[Records from a collection]
==========

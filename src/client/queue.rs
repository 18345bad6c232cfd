//! Double-buffered inbound event queue
//!
//! The backend's I/O context appends into the front buffer through an
//! [`EventSink`]; the control loop swaps front and back under one short lock
//! and drains the back buffer without holding it. Messages are therefore
//! locked once per swap, not once per message.

use crate::observability::metrics::ClientMetrics;
use crate::protocol::InboundMessage;
use std::sync::atomic::{AtomicBool, AtomicU64, Ordering};
use std::sync::{Arc, Mutex, MutexGuard};

/// State shared between the control loop and every sink
#[derive(Debug)]
struct Shared {
    front: Mutex<Vec<InboundMessage>>,
    unexpected_close: AtomicBool,
    epoch: AtomicU64,
    /// Maximum undelivered messages in the front buffer (0 = unbounded)
    capacity: usize,
    metrics: Arc<ClientMetrics>,
}

impl Shared {
    fn front(&self) -> MutexGuard<'_, Vec<InboundMessage>> {
        // A panicking producer leaves the Vec itself intact
        self.front.lock().unwrap_or_else(|poisoned| poisoned.into_inner())
    }

    fn is_current(&self, epoch: u64) -> bool {
        self.epoch.load(Ordering::Acquire) == epoch
    }
}

/// Producer handle given to the backend
///
/// Cheap to clone and safe to call from any thread. A sink belongs to the
/// queue epoch it was created in; once the queue is cleared it silently
/// ignores everything.
#[derive(Debug, Clone)]
pub struct EventSink {
    shared: Arc<Shared>,
    epoch: u64,
}

impl EventSink {
    /// Append an inbound message to the front buffer
    ///
    /// Returns `false` when the message was not accepted (stale sink or full queue).
    pub fn on_message(&self, message: InboundMessage) -> bool {
        if !self.shared.is_current(self.epoch) {
            return false;
        }

        let mut front = self.shared.front();
        // Re-check under the lock so a concurrent clear() cannot be raced
        if !self.shared.is_current(self.epoch) {
            return false;
        }

        if self.shared.capacity > 0 && front.len() >= self.shared.capacity {
            drop(front);
            self.shared.metrics.message_dropped();
            return false;
        }

        front.push(message);
        drop(front);
        self.shared.metrics.message_received();
        true
    }

    /// Latch an unexpected connection loss
    pub fn on_connection_closed(&self) {
        if self.shared.is_current(self.epoch) {
            self.shared.unexpected_close.store(true, Ordering::Release);
        }
    }

    /// True while the queue has not been cleared since this sink was created
    pub fn is_active(&self) -> bool {
        self.shared.is_current(self.epoch)
    }
}

/// Consumer side, owned by the control loop
#[derive(Debug)]
pub struct EventQueue {
    shared: Arc<Shared>,
    back: Vec<InboundMessage>,
}

impl EventQueue {
    pub fn new(capacity: usize, metrics: Arc<ClientMetrics>) -> Self {
        Self {
            shared: Arc::new(Shared {
                front: Mutex::new(Vec::new()),
                unexpected_close: AtomicBool::new(false),
                epoch: AtomicU64::new(0),
                capacity,
                metrics,
            }),
            back: Vec::new(),
        }
    }

    pub fn unbounded() -> Self {
        Self::new(0, Arc::new(ClientMetrics::new()))
    }

    /// Producer handle bound to the current epoch
    pub fn sink(&self) -> EventSink {
        EventSink {
            shared: self.shared.clone(),
            epoch: self.shared.epoch.load(Ordering::Acquire),
        }
    }

    /// Swap front and back; the back buffer is always empty beforehand
    fn swap(&mut self) {
        debug_assert!(self.back.is_empty());
        let mut front = self.shared.front();
        std::mem::swap(&mut *front, &mut self.back);
    }

    /// Swap, dispatch every message in the back buffer, clear it; twice
    ///
    /// Messages arriving while the first pass runs are picked up by the
    /// second. Returns the number of messages handed to `dispatch`.
    pub fn drain_tick<F>(&mut self, mut dispatch: F) -> usize
    where
        F: FnMut(&InboundMessage),
    {
        let mut drained = 0;
        for _ in 0..2 {
            self.swap();
            for message in self.back.iter() {
                dispatch(message);
            }
            drained += self.back.len();
            self.back.clear();
        }
        drained
    }

    /// Read and reset the unexpected-close latch
    pub fn take_unexpected_close(&self) -> bool {
        self.shared.unexpected_close.swap(false, Ordering::AcqRel)
    }

    /// Drop all undelivered messages, reset the latch and retire existing sinks
    pub fn clear(&mut self) {
        let mut front = self.shared.front();
        self.shared.epoch.fetch_add(1, Ordering::AcqRel);
        front.clear();
        drop(front);

        self.back.clear();
        self.shared.unexpected_close.store(false, Ordering::Release);
    }

    /// Messages waiting in the front buffer
    pub fn pending_len(&self) -> usize {
        self.shared.front().len()
    }

    pub fn capacity(&self) -> usize {
        self.shared.capacity
    }
}

#[cfg(test)]
mod tests {
    use super::*;

    fn message(topic: &str, payload: &str) -> InboundMessage {
        InboundMessage::new(topic, payload.as_bytes().to_vec())
    }

    fn drain_topics(queue: &mut EventQueue) -> Vec<String> {
        let mut seen = Vec::new();
        queue.drain_tick(|m| seen.push(m.topic.clone()));
        seen
    }

    #[test]
    fn test_drain_delivers_in_arrival_order() {
        // Arrange
        let mut queue = EventQueue::unbounded();
        let sink = queue.sink();
        sink.on_message(message("a", "1"));
        sink.on_message(message("b", "2"));
        sink.on_message(message("c", "3"));

        // Act
        let seen = drain_topics(&mut queue);

        // Assert
        assert_eq!(seen, vec!["a", "b", "c"]);
        assert!(drain_topics(&mut queue).is_empty());
    }

    #[test]
    fn test_messages_enqueued_during_first_pass_are_drained_in_same_tick() {
        let mut queue = EventQueue::unbounded();
        let sink = queue.sink();
        sink.on_message(message("first", ""));

        let mut seen = Vec::new();
        let drained = queue.drain_tick(|m| {
            seen.push(m.topic.clone());
            if m.topic == "first" {
                sink.on_message(message("during", ""));
            }
        });

        assert_eq!(drained, 2);
        assert_eq!(seen, vec!["first", "during"]);
    }

    #[test]
    fn test_unexpected_close_latch_is_consumed_once() {
        let queue = EventQueue::unbounded();
        let sink = queue.sink();

        assert!(!queue.take_unexpected_close());
        sink.on_connection_closed();
        assert!(queue.take_unexpected_close());
        assert!(!queue.take_unexpected_close());
    }

    #[test]
    fn test_clear_retires_old_sinks() {
        let mut queue = EventQueue::unbounded();
        let old_sink = queue.sink();
        old_sink.on_message(message("stale", ""));
        old_sink.on_connection_closed();

        queue.clear();

        assert!(!old_sink.is_active());
        assert!(!old_sink.on_message(message("late", "")));
        old_sink.on_connection_closed();
        assert!(!queue.take_unexpected_close());
        assert!(drain_topics(&mut queue).is_empty());

        let new_sink = queue.sink();
        assert!(new_sink.on_message(message("fresh", "")));
        assert_eq!(drain_topics(&mut queue), vec!["fresh"]);
    }

    #[test]
    fn test_bounded_queue_rejects_when_full() {
        let metrics = Arc::new(ClientMetrics::new());
        let mut queue = EventQueue::new(2, metrics.clone());
        let sink = queue.sink();

        assert!(sink.on_message(message("1", "")));
        assert!(sink.on_message(message("2", "")));
        assert!(!sink.on_message(message("3", "")));
        assert_eq!(queue.pending_len(), 2);

        assert_eq!(drain_topics(&mut queue), vec!["1", "2"]);
        assert!(sink.on_message(message("4", "")));

        let snapshot = metrics.snapshot();
        assert_eq!(snapshot.messages_received, 3);
        assert_eq!(snapshot.messages_dropped, 1);
    }

    #[test]
    fn test_producer_on_other_thread() {
        let mut queue = EventQueue::unbounded();
        let sink = queue.sink();

        let producer = std::thread::spawn(move || {
            for i in 0..1000 {
                sink.on_message(message(&i.to_string(), ""));
            }
        });

        let mut seen = Vec::new();
        while !producer.is_finished() {
            queue.drain_tick(|m| seen.push(m.topic.clone()));
        }
        producer.join().unwrap();
        queue.drain_tick(|m| seen.push(m.topic.clone()));

        let expected: Vec<String> = (0..1000).map(|i: i32| i.to_string()).collect();
        assert_eq!(seen, expected);
    }
}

==========

### EXERCISE DIRECTIONS
State how many lines in the records above contain the word "fresh". Give nothing but the number.

### ANSWER BOX
2